== Provided records ==
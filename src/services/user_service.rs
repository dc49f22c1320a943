use crate::dto::auth_dto::RegisterPayload;
use crate::error::{Error, Result};
use crate::middleware::auth::CurrentUser;
use crate::models::user::{Role, SalesUserOption, User, UserSummary};
use crate::utils::crypto::{hash_password_blocking, verify_password_blocking};
use sqlx::PgPool;
use uuid::Uuid;

#[derive(Clone)]
pub struct UserService {
    pool: PgPool,
}

impl UserService {
    pub fn new(pool: PgPool) -> Self {
        Self { pool }
    }

    pub async fn list(&self) -> Result<Vec<UserSummary>> {
        let users = sqlx::query_as::<_, UserSummary>(
            r#"
            SELECT id, username, email, role, created_at
            FROM users
            ORDER BY created_at DESC, id
            "#,
        )
        .fetch_all(&self.pool)
        .await?;
        Ok(users)
    }

    pub async fn list_sales(&self) -> Result<Vec<SalesUserOption>> {
        let users = sqlx::query_as::<_, SalesUserOption>(
            "SELECT id, username FROM users WHERE role = $1 ORDER BY username",
        )
        .bind(Role::SalesUser)
        .fetch_all(&self.pool)
        .await?;
        Ok(users)
    }

    pub async fn get(&self, user_id: Uuid) -> Result<UserSummary> {
        sqlx::query_as::<_, UserSummary>(
            "SELECT id, username, email, role, created_at FROM users WHERE id = $1",
        )
        .bind(user_id)
        .fetch_optional(&self.pool)
        .await?
        .ok_or_else(user_not_found)
    }

    /// Public self-registration. Sales accounts are always allowed; an Admin
    /// account only while no Admin exists yet, after which admins are created
    /// through [`UserService::create`] by another admin.
    pub async fn register(&self, payload: RegisterPayload) -> Result<Uuid> {
        if payload.role.is_admin() && self.admin_exists().await? {
            return Err(Error::Forbidden(
                "Admin accounts must be created by an administrator.".to_string(),
            ));
        }
        self.create(payload).await
    }

    pub async fn admin_exists(&self) -> Result<bool> {
        let exists = sqlx::query_scalar::<_, bool>(
            "SELECT EXISTS(SELECT 1 FROM users WHERE role = $1)",
        )
        .bind(Role::Admin)
        .fetch_one(&self.pool)
        .await?;
        Ok(exists)
    }

    /// Emails are stored trimmed and lowercased, so uniqueness is
    /// case-insensitive.
    pub async fn create(&self, payload: RegisterPayload) -> Result<Uuid> {
        let email = normalize_email(&payload.email);
        let username = payload.username.trim().to_string();

        let exists = sqlx::query_scalar::<_, bool>(
            "SELECT EXISTS(SELECT 1 FROM users WHERE email = $1)",
        )
        .bind(&email)
        .fetch_one(&self.pool)
        .await?;
        if exists {
            return Err(Error::Conflict("User already exists.".to_string()));
        }

        let password_hash = hash_password_blocking(payload.password).await?;

        // The unique index still catches a concurrent insert (mapped to Conflict).
        let user_id = sqlx::query_scalar::<_, Uuid>(
            r#"
            INSERT INTO users (username, email, password_hash, role)
            VALUES ($1, $2, $3, $4)
            RETURNING id
            "#,
        )
        .bind(&username)
        .bind(&email)
        .bind(&password_hash)
        .bind(payload.role)
        .fetch_one(&self.pool)
        .await?;

        tracing::info!(%user_id, role = %payload.role, "user created");
        Ok(user_id)
    }

    pub async fn find_by_email(&self, email: &str) -> Result<Option<User>> {
        let user = sqlx::query_as::<_, User>(
            r#"
            SELECT id, username, email, password_hash, role, created_at
            FROM users
            WHERE email = $1
            "#,
        )
        .bind(normalize_email(email))
        .fetch_optional(&self.pool)
        .await?;
        Ok(user)
    }

    /// Unknown email and wrong password fail identically.
    pub async fn authenticate(&self, email: &str, password: &str) -> Result<User> {
        let Some(user) = self.find_by_email(email).await? else {
            return Err(invalid_credentials());
        };
        let ok = verify_password_blocking(password.to_string(), user.password_hash.clone()).await?;
        if !ok {
            tracing::debug!(user_id = %user.id, "password mismatch");
            return Err(invalid_credentials());
        }
        Ok(user)
    }

    /// Deletes an account. Leads it was working are left unassigned; an
    /// account that created leads cannot be removed.
    pub async fn delete(&self, user_id: Uuid, admin: &CurrentUser) -> Result<()> {
        if user_id == admin.user_id {
            return Err(Error::BadRequest(
                "You cannot delete your own account.".to_string(),
            ));
        }

        let mut tx = self.pool.begin().await?;

        let found = sqlx::query_scalar::<_, Uuid>("SELECT id FROM users WHERE id = $1 FOR UPDATE")
            .bind(user_id)
            .fetch_optional(&mut *tx)
            .await?;
        if found.is_none() {
            return Err(user_not_found());
        }

        let created = sqlx::query_scalar::<_, i64>(
            "SELECT COUNT(*) FROM leads WHERE created_by_id = $1",
        )
        .bind(user_id)
        .fetch_one(&mut *tx)
        .await?;
        if created > 0 {
            return Err(Error::Conflict(format!(
                "User created {} lead(s) and cannot be deleted.",
                created
            )));
        }

        sqlx::query("UPDATE leads SET assigned_user_id = NULL WHERE assigned_user_id = $1")
            .bind(user_id)
            .execute(&mut *tx)
            .await?;
        sqlx::query("DELETE FROM users WHERE id = $1")
            .bind(user_id)
            .execute(&mut *tx)
            .await?;

        tx.commit().await?;
        tracing::info!(%user_id, by = %admin.user_id, "user deleted");
        Ok(())
    }
}

pub fn normalize_email(email: &str) -> String {
    email.trim().to_lowercase()
}

fn user_not_found() -> Error {
    Error::NotFound("User not found.".to_string())
}

fn invalid_credentials() -> Error {
    Error::Unauthenticated("Invalid credentials.".to_string())
}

== Your instructions ==
Look over the records above and filter for each line with the word "Error".

== Result for this exercise ==
use crate::error::{Error, Result};
            return Err(Error::Forbidden(
            return Err(Error::Conflict("User already exists.".to_string()));
            return Err(Error::BadRequest(
            return Err(Error::Conflict(format!(
fn user_not_found() -> Error {
    Error::NotFound("User not found.".to_string())
fn invalid_credentials() -> Error {
    Error::Unauthenticated("Invalid credentials.".to_string())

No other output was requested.